■ Assignment ■
Your reply must contain exactly the lines running from the one with "pub fn is_log_only(&self)" to the last line of the entries below, both included, and no other lines.
────
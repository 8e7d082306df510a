//! Normalized progress tuple reported while a patch run executes

use serde::{Deserialize, Serialize};

/// One progress report: `{progress, header, log}`.
///
/// `progress` lies in `[-100.0, 1.0]`. Non-negative values are stage
/// fractions; [`LOG_ONLY`](Self::LOG_ONLY) marks a plain log line and
/// [`ABORTED`](Self::ABORTED) marks an aborted run.
#[derive(Debug, Clone, PartialEq, Serialize, Deserialize)]
pub struct ProgressUpdate {
    pub progress: f64,
    pub header: String,
    pub log: String,
}

impl ProgressUpdate {
    pub const LOG_ONLY: f64 = -1.0;
    pub const ABORTED: f64 = -100.0;

    pub fn new(progress: f64, header: impl Into<String>, log: impl Into<String>) -> Self {
        Self {
            progress,
            header: header.into(),
            log: log.into(),
        }
    }

    /// Log line that is not a stage transition
    pub fn log_only(log: impl Into<String>) -> Self {
        Self::new(Self::LOG_ONLY, "", log)
    }

    #[must_use]
    pub fn is_log_only(&self) -> bool {
        (self.progress - Self::LOG_ONLY).abs() < f64::EPSILON
    }

    #[must_use]
    pub fn is_abort(&self) -> bool {
        (self.progress - Self::ABORTED).abs() < f64::EPSILON
    }
}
────
■ Your response ■
    pub fn is_log_only(&self) -> bool {
        (self.progress - Self::LOG_ONLY).abs() < f64::EPSILON
    }

    #[must_use]
    pub fn is_abort(&self) -> bool {
        (self.progress - Self::ABORTED).abs() < f64::EPSILON
    }
}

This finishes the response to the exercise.